Alexander Ewan Fenton, more commonly known as Ewan Fenton (17 November 1929 – 3 April 2006) was a Scottish professional footballer. He spent thirteen seasons at Blackpool, with whom he was victorious in the famous FA Cup Final of 1953.

Playing career

Born in Dundee, Fenton began his career with Scottish junior side Lochee Harp. In 1946, at the age of 17, he signed professional forms with Blackpool. He made his Seasiders debut at Bloomfield Road two years later, in September 1948, as understudy to skipper Harry Johnston.

In 1952–53, his patience was rewarded when he appeared regularly in the first team. He had established himself enough to the liking of manager Joe Smith that he made the starting eleven for the FA Cup Final.

In 1956, Fenton was named club captain.

Fenton had a transfer request turned down in 1958, but in May of 1959, he was released, and joined Wrexham for a small fee.
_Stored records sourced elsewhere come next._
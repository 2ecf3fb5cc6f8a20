//! Desktop room controller against a real broker, with simulated outputs.
//!
//! Runs the same [`Runtime`] as the firmware, but with the OS network
//! ([`HostWifi`]), the `rumqttc` transport and a recording sink. Output
//! levels are logged once a second; set `RUST_LOG=debug` for topic routing.
//!
//! # Usage
//!
//! ```sh
//! cargo run --example desktop_room --features mqtt -- 127.0.0.1 1883
//! ```
//!
//! Then, from another shell:
//!
//! ```sh
//! mosquitto_pub -t room1/motor1 -m ON:80:L
//! mosquitto_pub -t room1/motor1 -m DIR:R
//! mosquitto_pub -t room1/STOP -m 1
//! mosquitto_sub -t 'room1/#' -t 'devices/#' -v
//! ```

use std::thread;
use std::time::{Duration, Instant};

use log::{error, info};

use room_fx::hal::rumqtt::{HostWifi, RumqttTransport};
use room_fx::hal::{MockSink, MockSystem, MockWatchdog};
use room_fx::{Config, MqttConfig, Runtime};

fn main() {
    tracing_subscriber::fmt()
        .with_env_filter(
            tracing_subscriber::EnvFilter::try_from_default_env().unwrap_or_else(|_| "info".into()),
        )
        .init();

    let mut args = std::env::args().skip(1);
    let host = args.next().unwrap_or_else(|| "localhost".to_string());
    let port = args.next().and_then(|p| p.parse().ok()).unwrap_or(1883);

    let config = Config::default().with_mqtt(
        MqttConfig::default()
            .with_host(&host)
            .with_port(port)
            .with_client_id("room_fx_desktop"),
    );

    let start = Instant::now();
    let now = || start.elapsed().as_millis() as u64;

    let mut runtime = Runtime::new(
        &config,
        MockSink::new(),
        HostWifi,
        RumqttTransport::new(&config.mqtt),
        MockWatchdog::new(),
        MockSystem::new(),
        now(),
    );

    info!("room-fx desktop controller, broker {}:{}", host, port);
    info!(
        "Commands: {}<actuator> ON[:speed[:L|R[:ramp_ms]]] | OFF | SPEED:n | DIR:L|R",
        config.mqtt.base_prefix
    );

    let tick = Duration::from_millis(config.motion.tick_ms as u64);
    let mut last_print = 0;
    loop {
        if let Err(e) = runtime.run_once(now()) {
            error!("stopping: {}", e);
            return;
        }

        if now() - last_print >= 1000 {
            last_print = now();
            let report = runtime.last_report();
            let mut line = format!(
                "wifi={} mqtt={} |",
                if report.wifi_up { "OK" } else { "FAIL" },
                if report.broker_up { "OK" } else { "FAIL" }
            );
            for actuator in runtime.controller().actuators() {
                line.push_str(&format!(
                    " {}={}{}",
                    actuator.name(),
                    actuator.current_speed(),
                    actuator.direction().code()
                ));
            }
            info!("{}", line);
        }

        thread::sleep(tick);
    }
}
He spent just over a year at the Racecourse Ground, although a serious injury almost ended his career.

Managerial career

At the start of the 1960–61 season, Fenton joined Irish club Limerick as player/manager, the same season they played in the European Cup. He played in the 1965–66 European Cup Winners' Cup against PFC CSKA Sofia.

In 1967, he moved north of the border to become manager of Linfield. Three years later, however, he returned to Limerick, this time as full-time manager. In 1971, under his guidance, Limerick won their first ever cup, the FAI Cup, beating Drogheda in the final.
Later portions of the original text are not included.